Secretary of Transportation and Communications
- In office June 30, 2010 – June 30, 2011
- President: Benigno Aquino III
- Preceded by: Anneli R. Lontoc (Acting)
- Succeeded by: Mar Roxas

Secretary of Public Works and Highways
- In office 1990 – March 1, 1993
- President: Corazon Aquino Fidel Ramos
- Preceded by: Fiorello Estuar
- Succeeded by: Eduardo Mir

Personal details
- Occupation: Meralco COO

= Jose de Jesus =

Filipino politician

Jose de Jesus is a former Philippine Secretary of the Department of Transportation and Communications. On June 29, 2010, President Benigno Aquino III picked him as his Secretary of Transportation and Communications.

==Background==
Before being appointed by Benigno Aquino III to the Transportation and Communications secretary post, de Jesus is the president and chief operating officer of Meralco Corporation. He previously served as the Secretary of the Philippine Department of Public Works and Highways secretary in the Cabinet of Noynoy's mother, former president Corazon Aquino, and during the time of ex-president Fidel Ramos.
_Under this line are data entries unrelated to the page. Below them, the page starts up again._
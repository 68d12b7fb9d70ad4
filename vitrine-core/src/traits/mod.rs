//! Hardware abstraction traits
//!
//! These traits define the interface between the animation engines
//! and the board: a pixel transport and a millisecond clock.

pub mod clock;
pub mod display;

pub use clock::{elapsed_ms, Clock};
pub use display::{PixelSink, BORDER, SCREEN_HEIGHT, SCREEN_WIDTH};
//! Embassy async tasks
//!
//! Each task runs independently and communicates via channels/signals.

pub mod buttons;
pub mod controller;
pub mod tick;
pub mod time_sync;

pub use buttons::buttons_task;
pub use controller::controller_task;
pub use tick::tick_task;
pub use time_sync::time_sync_task;
//! Main controller task
//!
//! Waits on button presses, ticks and time syncs and hands each to the
//! widget. Only one page is drawn at a time, so nothing here needs locking.

use defmt::*;
use embassy_futures::select::{select3, Either3};

use crate::channels::{BUTTON_CHANNEL, TIME_SYNC};
use crate::controller::Widget;
use crate::tasks::tick::TICK_SIGNAL;

/// Controller task - main coordination loop
#[embassy_executor::task]
pub async fn controller_task(widget: &'static mut Widget) {
    info!("Controller task started");

    widget.start();
    widget.check_display();

    loop {
        match select3(BUTTON_CHANNEL.receive(), TICK_SIGNAL.wait(), TIME_SYNC.wait()).await {
            Either3::First(button) => widget.press(button),
            Either3::Second(now_ms) => widget.tick(now_ms),
            Either3::Third(epoch) => widget.sync(epoch),
        }
        widget.check_display();
    }
}
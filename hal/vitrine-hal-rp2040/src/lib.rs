//! RP2040-specific HAL for the display widget firmware
//!
//! This crate provides RP2040 implementations of the shared `vitrine-hal`
//! traits, plus the board pinout:
//!
//! - GPIO input/output wrappers over `embassy-rp`
//! - Blocking transmit-only SPI master for the panel
//! - Pin assignments for the Pico Display Pack 2.0 and conflict checking

#![no_std]

pub mod gpio;
pub mod pins;
pub mod spi;

pub use gpio::{RpInput, RpOutput};
pub use pins::{Pinout, PinError, PICO_DISPLAY_2};
pub use spi::RpSpi;

// Re-export shared traits from vitrine-hal for convenience
pub use vitrine_hal::{InputPin, OutputPin, SpiBus, SpiConfig};
//! Inter-task communication channels
//!
//! Defines the static channels used for communication between Embassy tasks.

use embassy_sync::blocking_mutex::raw::CriticalSectionRawMutex;
use embassy_sync::channel::Channel;
use embassy_sync::signal::Signal;

use vitrine_core::pages::Button;

/// Channel capacity for debounced button presses
const BUTTON_CHANNEL_SIZE: usize = 4;

/// Debounced button presses, in order
pub static BUTTON_CHANNEL: Channel<CriticalSectionRawMutex, Button, BUTTON_CHANNEL_SIZE> =
    Channel::new();

/// Latest valid Unix time received from the host
pub static TIME_SYNC: Signal<CriticalSectionRawMutex, u64> = Signal::new();
//! RGB565 color values
//!
//! Colors are kept in native 16-bit order everywhere in the core. The panel
//! wants the high byte first on the wire, so pixel buffers handed to a
//! [`PixelSink`](crate::traits::PixelSink) hold [`Rgb565::swapped`] words.

#[cfg(feature = "serde")]
use serde::{Deserialize, Serialize};

/// Packed 5-6-5 color in native byte order
#[derive(Debug, Clone, Copy, PartialEq, Eq, Hash, Default)]
#[cfg_attr(feature = "defmt", derive(defmt::Format))]
#[cfg_attr(feature = "serde", derive(Serialize, Deserialize))]
pub struct Rgb565(pub u16);

impl Rgb565 {
    pub const BLACK: Self = Self(0x0000);
    pub const RED: Self = Self(0xF800);
    pub const GREEN: Self = Self(0x07E0);
    pub const BLUE: Self = Self(0x001F);
    pub const YELLOW: Self = Self(0xFFE0);
    pub const MAGENTA: Self = Self(0xF81F);
    pub const CYAN: Self = Self(0x07FF);
    pub const WHITE: Self = Self(0xFFFF);

    /// Pack 8-bit channels, dropping the low bits of each
    pub const fn from_rgb(r: u8, g: u8, b: u8) -> Self {
        Self((((r as u16) & 0xF8) << 8) | (((g as u16) & 0xFC) << 3) | ((b as u16) >> 3))
    }

    /// Raw native value
    pub const fn raw(self) -> u16 {
        self.0
    }

    /// Byte-swapped value, ready for the panel's transfer buffer
    pub const fn swapped(self) -> u16 {
        self.0.swap_bytes()
    }

    /// Parse `#rrggbb` or a raw `0xNNNN` RGB565 literal
    pub fn parse_hex(text: &str) -> Option<Self> {
        let text = text.trim();

        if let Some(hex) = text.strip_prefix('#') {
            if hex.len() != 6 || !hex.is_ascii() {
                return None;
            }
            let r = u8::from_str_radix(&hex[0..2], 16).ok()?;
            let g = u8::from_str_radix(&hex[2..4], 16).ok()?;
            let b = u8::from_str_radix(&hex[4..6], 16).ok()?;
            return Some(Self::from_rgb(r, g, b));
        }

        let hex = text.strip_prefix("0x").or_else(|| text.strip_prefix("0X"))?;
        if hex.is_empty() || hex.len() > 4 {
            return None;
        }
        u16::from_str_radix(hex, 16).ok().map(Self)
    }
}

impl From<u16> for Rgb565 {
    fn from(raw: u16) -> Self {
        Self(raw)
    }
}
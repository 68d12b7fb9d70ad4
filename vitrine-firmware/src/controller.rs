//! Widget controller
//!
//! Owns the panel, both animation engines, the page scheduler and the
//! wall clock. All drawing happens here, on the controller task.

use defmt::*;
use embassy_rp::peripherals::SPI0;
use embassy_time::Instant;

use vitrine_core::ball::BallSim;
use vitrine_core::config::WidgetConfig;
use vitrine_core::fractal::MandelbrotEngine;
use vitrine_core::pages::{Button, Due, Page, PageScheduler};
use vitrine_core::quotes;
use vitrine_core::time::WallClock;
use vitrine_core::traits::Clock;
use vitrine_display::{screens, Backlight, Canvas, St7789};
use vitrine_hal_rp2040::{RpOutput, RpSpi};

/// The panel as wired on the board
pub type Panel = St7789<RpSpi<'static, SPI0>, RpOutput<'static>, RpOutput<'static>>;

/// Millisecond clock over the embassy time driver
pub struct EmbassyClock;

impl Clock for EmbassyClock {
    fn now_ms(&self) -> u32 {
        Instant::now().as_millis() as u32
    }
}

pub struct Widget {
    panel: Panel,
    backlight: Backlight<RpOutput<'static>>,
    config: WidgetConfig,
    scheduler: PageScheduler,
    ball: BallSim,
    fractal: MandelbrotEngine,
    wall: WallClock,
    clock: EmbassyClock,
    display_faulted: bool,
}

impl Widget {
    pub fn new(panel: Panel, backlight: Backlight<RpOutput<'static>>, config: WidgetConfig) -> Self {
        Self {
            panel,
            backlight,
            scheduler: PageScheduler::new(
                config.timing.frame_interval_ms,
                config.timing.clock_refresh_ms,
            ),
            config,
            ball: BallSim::new(),
            fractal: MandelbrotEngine::new(),
            wall: WallClock::new(),
            clock: EmbassyClock,
            display_faulted: false,
        }
    }

    /// Switch the backlight on (if configured) and show the first page
    pub fn start(&mut self) {
        self.backlight.set(self.config.display.backlight);
        let now = self.clock.now_ms();
        self.scheduler.enter(Page::Clock, now);
        self.draw_page(Page::Clock);
    }

    /// Every press re-enters its page, restarting it from scratch
    pub fn press(&mut self, button: Button) {
        let page = self.scheduler.press(button, self.clock.now_ms());
        info!("Page: {}", page);
        self.draw_page(page);
    }

    /// Run whatever is due at `now_ms`
    pub fn tick(&mut self, now_ms: u32) {
        match self.scheduler.poll(now_ms) {
            Some(Due::ClockRefresh) => self.draw_clock(),
            Some(Due::Frame(Page::Ball)) => {
                self.ball.tick(&mut self.panel);
                if self.ball.last_hit().is_corner() {
                    debug!("Corner hit, color {=u16:#06x}", self.ball.color().raw());
                }
            }
            Some(Due::Frame(Page::Mandelbrot)) => {
                let zooms = self.fractal.zoom_count();
                self.fractal
                    .tick(&mut self.panel, &self.clock, self.config.mandelbrot.lines_per_tick);
                if self.fractal.zoom_count() != zooms {
                    debug!(
                        "Zoom {}: scale {=i32} (Q4.28), {} iterations",
                        self.fractal.zoom_count(),
                        self.fractal.scale().to_bits(),
                        self.fractal.max_iterations()
                    );
                }
            }
            Some(Due::Frame(_)) | None => {}
        }
    }

    /// Take a new UTC time from the host
    pub fn sync(&mut self, epoch_secs: u64) {
        self.wall.set_epoch(epoch_secs, Instant::now().as_millis());
        info!("Wall clock set to {}", epoch_secs);
        if self.scheduler.page() == Page::Clock {
            // Replaces the "waiting" hint as well as the time
            self.draw_page(Page::Clock);
        }
    }

    /// Log display faults once per run of failing events
    pub fn check_display(&mut self) {
        match self.panel.fault() {
            Some((e, count)) => {
                if !self.display_faulted {
                    warn!("Display fault: {} ({} failed transfers)", e, count);
                    self.display_faulted = true;
                }
                self.panel.clear_fault();
            }
            None if self.display_faulted => {
                info!("Display transfers working again");
                self.display_faulted = false;
            }
            None => {}
        }
    }

    fn draw_page(&mut self, page: Page) {
        let theme = self.config.theme;
        match page {
            Page::Clock => {
                screens::draw_frame(&mut Canvas::new(&mut self.panel), theme.background, theme.border).ok();
                self.draw_clock();
            }
            Page::Quote => {
                let quote = quotes::pick(Instant::now().as_ticks() as u32);
                let mut canvas = Canvas::new(&mut self.panel);
                screens::draw_frame(&mut canvas, theme.background, theme.border).ok();
                screens::draw_quote(&mut canvas, quote, theme.text, theme.background).ok();
            }
            Page::Ball => {
                let ball = self.config.ball;
                self.ball.init(
                    &mut self.panel,
                    ball.radius as i32,
                    ball.velocity_x as i32,
                    ball.velocity_y as i32,
                    theme.background,
                    theme.border,
                    ball.start_color,
                );
            }
            Page::Mandelbrot => {
                screens::draw_frame(&mut Canvas::new(&mut self.panel), theme.background, theme.border).ok();
                self.fractal.init(&self.clock);
            }
        }
    }

    fn draw_clock(&mut self) {
        let theme = self.config.theme;
        let now = Instant::now().as_millis();
        let mut canvas = Canvas::new(&mut self.panel);

        match self.wall.local_datetime(now, self.config.clock.tz_offset_hours) {
            Some(dt) => screens::draw_clock(&mut canvas, &dt, theme.text, theme.background).ok(),
            None => screens::draw_clock_pending(&mut canvas, theme.text, theme.background).ok(),
        };
    }
}
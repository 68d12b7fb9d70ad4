//! `embedded-graphics` draw target over a [`PixelSink`]

use core::convert::Infallible;

use embedded_graphics::pixelcolor::raw::RawU16;
use embedded_graphics::pixelcolor::Rgb565 as EgRgb565;
use embedded_graphics::prelude::*;
use embedded_graphics::primitives::Rectangle;
use vitrine_core::traits::{PixelSink, SCREEN_HEIGHT, SCREEN_WIDTH};
use vitrine_core::Rgb565;

/// Pixels buffered per push in `fill_contiguous`
const STREAM_CHUNK: usize = 64;

/// Convert a core color to an `embedded-graphics` color
pub fn to_eg(color: Rgb565) -> EgRgb565 {
    EgRgb565::from(RawU16::new(color.raw()))
}

/// Convert an `embedded-graphics` color to a core color
pub fn from_eg(color: EgRgb565) -> Rgb565 {
    Rgb565(color.into_storage())
}

/// Borrowing adapter that lets `embedded-graphics` draw on the panel
pub struct Canvas<'a, S: PixelSink> {
    sink: &'a mut S,
}

impl<'a, S: PixelSink> Canvas<'a, S> {
    pub fn new(sink: &'a mut S) -> Self {
        Self { sink }
    }

    /// Window coordinates of `area` if it lies fully on the panel
    fn window(&self, area: &Rectangle) -> Option<(u16, u16, u16, u16)> {
        if area.is_zero_sized() || area.intersection(&self.bounding_box()) != *area {
            return None;
        }
        let br = area.bottom_right()?;
        Some((
            area.top_left.x as u16,
            area.top_left.y as u16,
            br.x as u16,
            br.y as u16,
        ))
    }
}

impl<S: PixelSink> OriginDimensions for Canvas<'_, S> {
    fn size(&self) -> Size {
        Size::new(SCREEN_WIDTH as u32, SCREEN_HEIGHT as u32)
    }
}

impl<S: PixelSink> DrawTarget for Canvas<'_, S> {
    type Color = EgRgb565;
    type Error = Infallible;

    fn draw_iter<I>(&mut self, pixels: I) -> Result<(), Self::Error>
    where
        I: IntoIterator<Item = Pixel<Self::Color>>,
    {
        let bounds = self.bounding_box();
        for Pixel(point, color) in pixels {
            if bounds.contains(point) {
                let (x, y) = (point.x as u16, point.y as u16);
                self.sink.push_row(x, y, &[from_eg(color).swapped()]);
            }
        }
        Ok(())
    }

    fn fill_contiguous<I>(&mut self, area: &Rectangle, colors: I) -> Result<(), Self::Error>
    where
        I: IntoIterator<Item = Self::Color>,
    {
        let Some((x0, y0, x1, y1)) = self.window(area) else {
            // Partly off-panel: clip pixel by pixel
            let pixels = area
                .points()
                .zip(colors)
                .map(|(point, color)| Pixel(point, color));
            return self.draw_iter(pixels);
        };

        self.sink.set_window(x0, y0, x1, y1);
        let total = area.size.width as usize * area.size.height as usize;
        let mut buf = [0u16; STREAM_CHUNK];
        let mut len = 0;
        for color in colors.into_iter().take(total) {
            buf[len] = from_eg(color).swapped();
            len += 1;
            if len == STREAM_CHUNK {
                self.sink.push_pixels(&buf);
                len = 0;
            }
        }
        if len > 0 {
            self.sink.push_pixels(&buf[..len]);
        }
        Ok(())
    }

    fn fill_solid(&mut self, area: &Rectangle, color: Self::Color) -> Result<(), Self::Error> {
        let area = area.intersection(&self.bounding_box());
        if !area.is_zero_sized() {
            self.sink.fill_rect(
                area.top_left.x as u16,
                area.top_left.y as u16,
                area.size.width as u16,
                area.size.height as u16,
                from_eg(color),
            );
        }
        Ok(())
    }

    fn clear(&mut self, color: Self::Color) -> Result<(), Self::Error> {
        self.sink.fill_screen(from_eg(color));
        Ok(())
    }
}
He also served as the former president of Manila North Tollways Corporation in 2005.

==DOTC Secretary==
According to President Benigno Aquino III, de Jesus "is a work-driven individual who will oversee the transformation of DOTC characterized by the NBN-ZTE deal into an agency that truly serves the interests of the people." de Jesus "ensured the affordability of telecommunications services as soon as he gets familiarized with his department."

After one year in office, de Jesus announced his resignation effective June 30, 2011. At the time, de Jesus stated that he wanted to return to the Private sector as the cause of his resignation.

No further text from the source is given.